In response to the recommendations of the Ecological Visions Project, the ESA Governing Board and staff have implemented a number of projects and continue to use the Visions Report as a source of inspiration and guidance. Examples of recent and ongoing efforts include the following.

ESA Southeast Regional Ecological Knowledge Partnership Pilot Project
Building on the Visions Report's recommendation to “integrate advances in ecological knowledge into policy and management decisions that affect ecological sustainability, an ESA Steering Committee has been working to move forward on complementing the Society's national-level environmental policy activities with regionally focused policy and education initiatives. The Southeast Regional Ecological Knowledge Partnership (SEKP) seeks to bring scientists, policy makers, and business and community leaders together to address the particular environmental issues confronting the states of Alabama, Louisiana, Mississippi, Florida, Georgia, North and South Carolina, Tennessee, Virginia, and West Virginia.

Rapid Response Teams
A second project that builds on the recommendation to integrate advances in ecological knowledge into policy and management decisions is the development of Rapid Response Teams (RRTs). Teams are comprised of 3-6 scientists with expertise in a particular field of ecology. These experts work with ESA staff to contribute ecological expertise to current affairs and appropriate policy issues. RRT activities include giving briefings and testimony to Congress, providing scientific feedback on Congressional legislation, and analyzing the likely ecological consequences of proposed changes to environmental regulations.

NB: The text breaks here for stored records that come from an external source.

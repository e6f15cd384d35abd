//! Strata IR: an arena-based, mutable SSA IR with explicit use-chains.
//!
//! Operations, values, blocks and regions live in an [`IrContext`] and are
//! addressed by `u32` handles that stay valid across every surgery step.
//! The [`rewrite::helpers`] module provides the block-level surgery
//! primitives (`split_block`, `inline_region_before`, `erase_op`) that
//! structural lowerings are written against.

pub mod cfg;
pub mod context;
pub mod dialect;
pub mod location;
pub mod ops;
pub mod printer;
pub mod refs;
pub mod rewrite;
pub mod symbol;
pub mod types;
pub mod validation;
pub mod walk;

pub use context::{
    BlockData, IrContext, OperationData, OperationDataBuilder, RegionData, Use, ValueDef,
};
pub use location::{Location, Span};
pub use ops::{Arity, ConversionError, DialectOp, OpShape};
pub use refs::{BlockRef, OpRef, PathRef, RegionRef, TypeRef, ValueRef};
pub use symbol::Symbol;
pub use types::{Attribute, PathInterner, TypeData, TypeDataBuilder, TypeInterner};
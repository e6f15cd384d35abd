//! Typed operation wrappers.
//!
//! Every dialect operation gets a `Copy` wrapper around its `OpRef` that
//! implements [`DialectOp`]. `from_op` checks both the operation name and
//! its shape (operand, result, region and successor counts), so accessors on
//! a successfully converted wrapper can index without further checks.

use std::fmt;

use derive_more::{Display, Error};

use crate::context::IrContext;
use crate::refs::OpRef;
use crate::symbol::Symbol;

/// Error when converting an `OpRef` to a dialect-specific wrapper.
#[derive(Clone, Debug, Display, Error, PartialEq, Eq)]
pub enum ConversionError {
    /// Operation name doesn't match expected dialect.operation.
    #[display("expected `{expected}`, found `{actual}`")]
    WrongOperation {
        expected: &'static str,
        actual: String,
    },
    #[display("missing attribute `{name}`")]
    MissingAttribute { name: &'static str },
    #[display("attribute `{name}` has the wrong kind")]
    WrongAttributeType { name: &'static str },
    #[display("`{op}` expects {expected} operand(s), found {actual}")]
    WrongOperandCount {
        op: &'static str,
        expected: Arity,
        actual: usize,
    },
    #[display("`{op}` expects {expected} result(s), found {actual}")]
    WrongResultCount {
        op: &'static str,
        expected: Arity,
        actual: usize,
    },
    #[display("`{op}` expects {expected} region(s), found {actual}")]
    WrongRegionCount {
        op: &'static str,
        expected: Arity,
        actual: usize,
    },
    #[display("`{op}` expects {expected} successor(s), found {actual}")]
    WrongSuccessorCount {
        op: &'static str,
        expected: Arity,
        actual: usize,
    },
}

/// Allowed number of operands, results, regions or successors.
#[derive(Clone, Copy, Debug, PartialEq, Eq)]
pub enum Arity {
    Exact(usize),
    AtLeast(usize),
    Between(usize, usize),
}

impl Arity {
    pub fn admits(self, n: usize) -> bool {
        match self {
            Arity::Exact(e) => n == e,
            Arity::AtLeast(min) => n >= min,
            Arity::Between(min, max) => (min..=max).contains(&n),
        }
    }
}

impl fmt::Display for Arity {
    fn fmt(&self, f: &mut fmt::Formatter<'_>) -> fmt::Result {
        match self {
            Arity::Exact(n) => write!(f, "{n}"),
            Arity::AtLeast(n) => write!(f, "at least {n}"),
            Arity::Between(min, max) => write!(f, "{min} to {max}"),
        }
    }
}

/// Expected shape of an operation.
#[derive(Clone, Copy, Debug, PartialEq, Eq)]
pub struct OpShape {
    pub operands: Arity,
    pub results: Arity,
    pub regions: Arity,
    pub successors: Arity,
}

impl OpShape {
    /// No operands, results, regions or successors.
    pub const NULLARY: OpShape = OpShape {
        operands: Arity::Exact(0),
        results: Arity::Exact(0),
        regions: Arity::Exact(0),
        successors: Arity::Exact(0),
    };

    pub fn check(self, ctx: &IrContext, op: OpRef, name: &'static str) -> Result<(), ConversionError> {
        let data = ctx.op(op);
        let operands = ctx.op_operands(op).len();
        if !self.operands.admits(operands) {
            return Err(ConversionError::WrongOperandCount {
                op: name,
                expected: self.operands,
                actual: operands,
            });
        }
        let results = ctx.op_result_types(op).len();
        if !self.results.admits(results) {
            return Err(ConversionError::WrongResultCount {
                op: name,
                expected: self.results,
                actual: results,
            });
        }
        if !self.regions.admits(data.regions.len()) {
            return Err(ConversionError::WrongRegionCount {
                op: name,
                expected: self.regions,
                actual: data.regions.len(),
            });
        }
        if !self.successors.admits(data.successors.len()) {
            return Err(ConversionError::WrongSuccessorCount {
                op: name,
                expected: self.successors,
                actual: data.successors.len(),
            });
        }
        Ok(())
    }
}

/// Trait for typed dialect operation wrappers.
pub trait DialectOp: Sized + Copy {
    const DIALECT_NAME: &'static str;
    const OP_NAME: &'static str;

    fn from_op(ctx: &IrContext, op: OpRef) -> Result<Self, ConversionError>;
    fn op_ref(&self) -> OpRef;

    /// Name-only check; does not validate shape.
    fn matches(ctx: &IrContext, op: OpRef) -> bool {
        let data = ctx.op(op);
        data.dialect == Symbol::new(Self::DIALECT_NAME) && data.name == Symbol::new(Self::OP_NAME)
    }
}

/// Define a typed wrapper struct for one dialect operation.
///
/// ```
/// use strata_ir::ops::{Arity, OpShape};
///
/// strata_ir::define_op! {
///     /// `demo.nop`
///     pub struct Nop = "demo"."nop", OpShape::NULLARY;
/// }
///
/// strata_ir::define_op! {
///     pub struct Sink = "demo"."sink", OpShape {
///         operands: Arity::AtLeast(1),
///         ..OpShape::NULLARY
///     };
/// }
/// ```
#[macro_export]
macro_rules! define_op {
    (
        $(#[$meta:meta])*
        $vis:vis struct $name:ident = $dialect:literal . $op:literal, $shape:expr;
    ) => {
        $(#[$meta])*
        #[derive(Clone, Copy, Debug, PartialEq, Eq, Hash)]
        $vis struct $name($crate::refs::OpRef);

        impl $crate::ops::DialectOp for $name {
            const DIALECT_NAME: &'static str = $dialect;
            const OP_NAME: &'static str = $op;

            fn from_op(
                ctx: &$crate::context::IrContext,
                op: $crate::refs::OpRef,
            ) -> ::std::result::Result<Self, $crate::ops::ConversionError> {
                if !<Self as $crate::ops::DialectOp>::matches(ctx, op) {
                    return Err($crate::ops::ConversionError::WrongOperation {
                        expected: concat!($dialect, ".", $op),
                        actual: ctx.op(op).full_name(),
                    });
                }
                let shape: $crate::ops::OpShape = $shape;
                shape.check(ctx, op, concat!($dialect, ".", $op))?;
                Ok(Self(op))
            }

            fn op_ref(&self) -> $crate::refs::OpRef {
                self.0
            }
        }
    };
}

Conference on the Ecological Dimensions of Biofuels, Washington, D.C., March 10, 2008
Production of fuels from plants and agricultural and forestry wastes can reduce both society's dependence on fossil fuels and net emissions of atmospheric carbon dioxide, the major contributor to global warming. Expanded use of this bioenergy requires assuring that its production and consumption are truly sustainable. Following the Visions Report's recommendation that ESA “ Promote a thoughtful public today and educate generations so that the public can use the best ecological knowledge when making individual choices about sustainability,” this conference will provide 500 public attendees the opportunity to hear invited presentations by leading scientists on a variety of topics related to the ecological dimensions of biofuels. The conference will conclude with an evening social that will include additional poster presentations. More details are available here.

Data Sharing Initiative
Ready access to data is a key concern in both basic research and problem-solving in the biological sciences, as the scale and scope of the questions that researchers ask expand, and as global problems demand data collected from around the world. Responding to the Visions Report's recommendation to “promote the standardization of data collection, data documentation, and data sharing,” ESA is facilitating a series of workshops on data sharing. These workshops are intended to help the ecology, evolution, and organismal biology communities find common ground on how to make data more readily discoverable and accessible in their own disciplines.

ESA Data Registry
The ESA Data Registry, established in response to a specific Visions recommendation, is a publicly accessible registry describing scientific data sets on ecology and the environment. The data sets registered here are associated with articles published in ESA journals. They are registered in order to facilitate communication and data sharing by scientists.

Mexico Meeting
Recognizing the increasingly global nature and extent of environmental concerns, consistent with the Visions Report's recommendations to globalize access to ecological knowledge and bolster an international young ecologists research community, ESA, in 2006 organized Ecology in an Era of Globalization: Challenges and Opportunities for Environmental Scientists in the Americas. This international conference was designed to develop strategies to increase international access to ecological knowledge and to increase collaboration among environmental scientists. The conference was held in Merida, Mexico, January 8 – 12, 2006, and co-hosted by the Universidad Autónoma de Yucatán and the Centro de Investigaciones Científicas de Yucatán. Ecology in an Era of Globalization had three main objectives: (1) to identify global environmental issues with particular relevance to the Americas, (2) to define those issues that are most amenable to collaborative research in the near future, and (3) to help develop means to make that research useful and available to policy makers throughout the hemisphere. Of the 480 participants, more than 200 were students, including 97 Latin Americans assisted by a grant from the Ford Foundation, and 30 from the U.S., who were aided by a grant from the National Science Foundation. A special issue of Frontiers in Ecology and the Environment (Ecology in an Era of Globalization, volume 5, May 2007), offers a series of articles summarizing the major themes of the conference and reporting the results of workshops held at the conference.